* Material for the task *

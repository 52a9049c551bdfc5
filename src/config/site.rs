//! Site configuration (_config.yml)

use anyhow::Result;
use serde::{Deserialize, Serialize};
use std::fs;
use std::path::Path;

/// Main site configuration
#[derive(Debug, Clone, Serialize, Deserialize)]
#[serde(default)]
pub struct SiteConfig {
    // Site
    pub title: String,
    pub description: String,
    pub author: String,
    pub language: String,

    // URL
    pub url: String,
    pub root: String,

    // Directory
    pub source_dir: String,
    pub posts_dir: String,
    pub static_dir: String,
    pub public_dir: String,

    // Writing
    pub render_drafts: bool,
    pub highlight_theme: String,
    pub line_numbers: bool,

    // Feed
    pub feed_limit: usize,

    // Presentation
    pub font_family: String,
    pub nav: Vec<NavLink>,
    #[serde(default)]
    pub background: BackgroundConfig,
    #[serde(default)]
    pub shell: ShellStyle,
    #[serde(default)]
    pub analytics: AnalyticsConfig,
}

impl Default for SiteConfig {
    fn default() -> Self {
        Self {
            title: "Balanced Solutions Software - Seamless Development and Hosting Solutions \
                    for Web, Mobile, and Desktop Applications"
                .to_string(),
            description: "We shall handle the nerd stuff. Elevate your digital presence with \
                          our expert development and hosting services. From web to mobile to \
                          desktop, we deliver tailored solutions for optimal performance."
                .to_string(),
            author: "Balanced Solutions Software".to_string(),
            language: "en".to_string(),

            url: "https://blog.balasolu.com".to_string(),
            root: "/".to_string(),

            source_dir: "content".to_string(),
            posts_dir: "posts".to_string(),
            static_dir: "static".to_string(),
            public_dir: "public".to_string(),

            render_drafts: false,
            highlight_theme: "base16-ocean.dark".to_string(),
            line_numbers: false,

            feed_limit: 20,

            font_family: "Akshar".to_string(),
            nav: vec![
                NavLink::new("Home", "https://balasolu.com"),
                NavLink::new("Blog", "/"),
            ],
            background: BackgroundConfig::default(),
            shell: ShellStyle::default(),
            analytics: AnalyticsConfig::default(),

        }
    }
}

impl SiteConfig {
    /// Load configuration from a file
    pub fn load<P: AsRef<Path>>(path: P) -> Result<Self> {
        let content = fs::read_to_string(path.as_ref())?;
        // An empty file is valid and means "all defaults"
        if content.trim().is_empty() {
            return Ok(Self::default());
        }
        let config: SiteConfig = serde_yaml::from_str(&content)?;
        Ok(config)
    }

    /// Override the analytics measurement id with one resolved by the caller.
    ///
    /// Blank ids are ignored so an empty environment variable does not
    /// disable an id configured in `_config.yml`.
    pub fn with_analytics_id(mut self, id: Option<String>) -> Self {
        if let Some(id) = id.filter(|id| !id.trim().is_empty()) {
            tracing::debug!("Using injected analytics id");
            self.analytics.measurement_id = Some(id.trim().to_string());
        }
        self
    }
}

/// A header navigation link
#[derive(Debug, Clone, PartialEq, Eq, Serialize, Deserialize)]
pub struct NavLink {
    pub name: String,
    pub href: String,
}

impl NavLink {
    pub fn new(name: &str, href: &str) -> Self {
        Self {
            name: name.to_string(),
            href: href.to_string(),
        }
    }

    /// Links leaving the site are rendered as plain anchors with `rel="noopener"`
    pub fn is_external(&self) -> bool {
        self.href.starts_with("http://") || self.href.starts_with("https://")
    }
}

/// Full-page background image behind the main wrapper
#[derive(Debug, Clone, Serialize, Deserialize)]
#[serde(default)]
pub struct BackgroundConfig {
    pub src: String,
    pub alt: String,
}

impl Default for BackgroundConfig {
    fn default() -> Self {
        Self {
            src: "https://balasolu.com/jwt.webp".to_string(),
            alt: "jwt".to_string(),
        }
    }
}

/// Style knobs for the page shell (main wrapper, overlay, backdrop panel).
///
/// Each layout revision of the site only differed in these values, so a
/// single shell template takes them as configuration.
#[derive(Debug, Clone, PartialEq, Serialize, Deserialize)]
#[serde(default)]
pub struct ShellStyle {
    /// Padding inside the backdrop panel, in CSS units
    pub backdrop_padding: String,
    /// Backdrop panel opacity, 0.0 to 1.0
    pub backdrop_opacity: f64,
    /// Gap between children of the main wrapper
    pub wrapper_gap: String,
    /// Whether the darkening overlay is drawn above the background image
    pub overlay: bool,
    /// Maximum width of the content column
    pub max_width: String,
}

impl Default for ShellStyle {
    fn default() -> Self {
        Self {
            backdrop_padding: "2rem".to_string(),
            backdrop_opacity: 0.9,
            wrapper_gap: "0.75rem".to_string(),
            overlay: true,
            max_width: "100%".to_string(),
        }
    }
}

/// Google Analytics settings
#[derive(Debug, Clone, Default, Serialize, Deserialize)]
#[serde(default)]
pub struct AnalyticsConfig {
    pub measurement_id: Option<String>,
}

#[cfg(test)]
mod tests {
    use super::*;

    #[test]
    fn test_default_config() {
        let config = SiteConfig::default();
        assert!(config.title.starts_with("Balanced Solutions Software"));
        assert_eq!(config.language, "en");
        assert_eq!(config.feed_limit, 20);
        assert_eq!(config.nav.len(), 2);
        assert!(config.analytics.measurement_id.is_none());
    }

    #[test]
    fn test_parse_config() {
        let yaml = r#"
title: My Blog
author: Test User
feed_limit: 5
nav:
  - name: Docs
    href: /docs/
shell:
  backdrop_padding: 1rem
  overlay: false
analytics:
  measurement_id: G-TEST
"#;
        let config: SiteConfig = serde_yaml::from_str(yaml).unwrap();
        assert_eq!(config.title, "My Blog");
        assert_eq!(config.author, "Test User");
        assert_eq!(config.feed_limit, 5);
        assert_eq!(config.nav, vec![NavLink::new("Docs", "/docs/")]);
        assert_eq!(config.shell.backdrop_padding, "1rem");
        assert!(!config.shell.overlay);
        // Unset shell fields keep their defaults
        assert_eq!(config.shell.wrapper_gap, "0.75rem");
        assert_eq!(config.analytics.measurement_id.as_deref(), Some("G-TEST"));
        // Unset top-level fields keep their defaults
        assert_eq!(config.posts_dir, "posts");
    }

    #[test]
    fn test_with_analytics_id() {
        let config = SiteConfig::default().with_analytics_id(Some("G-ABC".to_string()));
        assert_eq!(config.analytics.measurement_id.as_deref(), Some("G-ABC"));

        let mut config = SiteConfig::default();
        config.analytics.measurement_id = Some("G-FILE".to_string());
        let config = config.with_analytics_id(Some("  ".to_string()));
        assert_eq!(config.analytics.measurement_id.as_deref(), Some("G-FILE"));

        let config = SiteConfig::default().with_analytics_id(None);
        assert!(config.analytics.measurement_id.is_none());
    }

    #[test]
    fn test_external_nav_link() {
        assert!(NavLink::new("Home", "https://balasolu.com").is_external());
        assert!(!NavLink::new("Blog", "/").is_external());
    }

    #[test]
    fn test_load_empty_file() {
        let dir = tempfile::TempDir::new().unwrap();
        let path = dir.path().join("_config.yml");
        fs::write(&path, "").unwrap();
        let config = SiteConfig::load(&path).unwrap();
        assert_eq!(config.public_dir, "public");
    }
}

* What to produce *
Each entry should be written out again exactly, with no word left out.

* Result of this exercise *
repository 52a9049c551bdfc5
filename src/config/site.rs
//! Site configuration (_config.yml)

use anyhow::Result;
use serde::{Deserialize, Serialize};
use std::fs;
use std::path::Path;

/// Main site configuration
#[derive(Debug, Clone, Serialize, Deserialize)]
#[serde(default)]
pub struct SiteConfig {
    // Site
    pub title: String,
    pub description: String,
    pub author: String,
    pub language: String,

    // URL
    pub url: String,
    pub root: String,

    // Directory
    pub source_dir: String,
    pub posts_dir: String,
    pub static_dir: String,
    pub public_dir: String,

    // Writing
    pub render_drafts: bool,
    pub highlight_theme: String,
    pub line_numbers: bool,

    // Feed
    pub feed_limit: usize,

    // Presentation
    pub font_family: String,
    pub nav: Vec<NavLink>,
    #[serde(default)]
    pub background: BackgroundConfig,
    #[serde(default)]
    pub shell: ShellStyle,
    #[serde(default)]
    pub analytics: AnalyticsConfig,
}

impl Default for SiteConfig {
    fn default() -> Self {
        Self {
            title: "Balanced Solutions Software - Seamless Development and Hosting Solutions \
                    for Web, Mobile, and Desktop Applications"
                .to_string(),
            description: "We shall handle the nerd stuff. Elevate your digital presence with \
                          our expert development and hosting services. From web to mobile to \
                          desktop, we deliver tailored solutions for optimal performance."
                .to_string(),
            author: "Balanced Solutions Software".to_string(),
            language: "en".to_string(),

            url: "https://blog.balasolu.com".to_string(),
            root: "/".to_string(),

            source_dir: "content".to_string(),
            posts_dir: "posts".to_string(),
            static_dir: "static".to_string(),
            public_dir: "public".to_string(),

            render_drafts: false,
            highlight_theme: "base16-ocean.dark".to_string(),
            line_numbers: false,

            feed_limit: 20,

            font_family: "Akshar".to_string(),
            nav: vec![
                NavLink::new("Home", "https://balasolu.com"),
                NavLink::new("Blog", "/"),
            ],
            background: BackgroundConfig::default(),
            shell: ShellStyle::default(),
            analytics: AnalyticsConfig::default(),

        }
    }
}

impl SiteConfig {
    /// Load configuration from a file
    pub fn load<P: AsRef<Path>>(path: P) -> Result<Self> {
        let content = fs::read_to_string(path.as_ref())?;
        // An empty file is valid and means "all defaults"
        if content.trim().is_empty() {
            return Ok(Self::default());
        }
        let config: SiteConfig = serde_yaml::from_str(&content)?;
        Ok(config)
    }

    /// Override the analytics measurement id with one resolved by the caller.
    ///
    /// Blank ids are ignored so an empty environment variable does not
    /// disable an id configured in `_config.yml`.
    pub fn with_analytics_id(mut self, id: Option<String>) -> Self {
        if let Some(id) = id.filter(|id| !id.trim().is_empty()) {
            tracing::debug!("Using injected analytics id");
            self.analytics.measurement_id = Some(id.trim().to_string());
        }
        self
    }
}

/// A header navigation link
#[derive(Debug, Clone, PartialEq, Eq, Serialize, Deserialize)]
pub struct NavLink {
    pub name: String,
    pub href: String,
}

impl NavLink {
    pub fn new(name: &str, href: &str) -> Self {
        Self {
            name: name.to_string(),
            href: href.to_string(),
        }
    }

    /// Links leaving the site are rendered as plain anchors with `rel="noopener"`
    pub fn is_external(&self) -> bool {
        self.href.starts_with("http://") || self.href.starts_with("https://")
    }
}

/// Full-page background image behind the main wrapper
#[derive(Debug, Clone, Serialize, Deserialize)]
#[serde(default)]
pub struct BackgroundConfig {
    pub src: String,
    pub alt: String,
}

impl Default for BackgroundConfig {
    fn default() -> Self {
        Self {
            src: "https://balasolu.com/jwt.webp".to_string(),
            alt: "jwt".to_string(),
        }
    }
}

/// Style knobs for the page shell (main wrapper, overlay, backdrop panel).
///
/// Each layout revision of the site only differed in these values, so a
/// single shell template takes them as configuration.
#[derive(Debug, Clone, PartialEq, Serialize, Deserialize)]
#[serde(default)]
pub struct ShellStyle {
    /// Padding inside the backdrop panel, in CSS units
    pub backdrop_padding: String,
    /// Backdrop panel opacity, 0.0 to 1.0
    pub backdrop_opacity: f64,
    /// Gap between children of the main wrapper
    pub wrapper_gap: String,
    /// Whether the darkening overlay is drawn above the background image
    pub overlay: bool,
    /// Maximum width of the content column
    pub max_width: String,
}

impl Default for ShellStyle {
    fn default() -> Self {
        Self {
            backdrop_padding: "2rem".to_string(),
            backdrop_opacity: 0.9,
            wrapper_gap: "0.75rem".to_string(),
            overlay: true,
            max_width: "100%".to_string(),
        }
    }
}

/// Google Analytics settings
#[derive(Debug, Clone, Default, Serialize, Deserialize)]
#[serde(default)]
pub struct AnalyticsConfig {
    pub measurement_id: Option<String>,
}

#[cfg(test)]
mod tests {
    use super::*;

    #[test]
    fn test_default_config() {
        let config = SiteConfig::default();
        assert!(config.title.starts_with("Balanced Solutions Software"));
        assert_eq!(config.language, "en");
        assert_eq!(config.feed_limit, 20);
        assert_eq!(config.nav.len(), 2);
        assert!(config.analytics.measurement_id.is_none());
    }

    #[test]
    fn test_parse_config() {
        let yaml = r#"
title: My Blog
author: Test User
feed_limit: 5
nav:
  - name: Docs
    href: /docs/
shell:
  backdrop_padding: 1rem
  overlay: false
analytics:
  measurement_id: G-TEST
"#;
        let config: SiteConfig = serde_yaml::from_str(yaml).unwrap();
        assert_eq!(config.title, "My Blog");
        assert_eq!(config.author, "Test User");
        assert_eq!(config.feed_limit, 5);
        assert_eq!(config.nav, vec![NavLink::new("Docs", "/docs/")]);
        assert_eq!(config.shell.backdrop_padding, "1rem");
        assert!(!config.shell.overlay);
        // Unset shell fields keep their defaults
        assert_eq!(config.shell.wrapper_gap, "0.75rem");
        assert_eq!(config.analytics.measurement_id.as_deref(), Some("G-TEST"));
        // Unset top-level fields keep their defaults
        assert_eq!(config.posts_dir, "posts");
    }

    #[test]
    fn test_with_analytics_id() {
        let config = SiteConfig::default().with_analytics_id(Some("G-ABC".to_string()));
        assert_eq!(config.analytics.measurement_id.as_deref(), Some("G-ABC"));

        let mut config = SiteConfig::default();
        config.analytics.measurement_id = Some("G-FILE".to_string());
        let config = config.with_analytics_id(Some("  ".to_string()));
        assert_eq!(config.analytics.measurement_id.as_deref(), Some("G-FILE"));

        let config = SiteConfig::default().with_analytics_id(None);
        assert!(config.analytics.measurement_id.is_none());
    }

    #[test]
    fn test_external_nav_link() {
        assert!(NavLink::new("Home", "https://balasolu.com").is_external());
        assert!(!NavLink::new("Blog", "/").is_external());
    }

    #[test]
    fn test_load_empty_file() {
        let dir = tempfile::TempDir::new().unwrap();
        let path = dir.path().join("_config.yml");
        fs::write(&path, "").unwrap();
        let config = SiteConfig::load(&path).unwrap();
        assert_eq!(config.public_dir, "public");
    }
}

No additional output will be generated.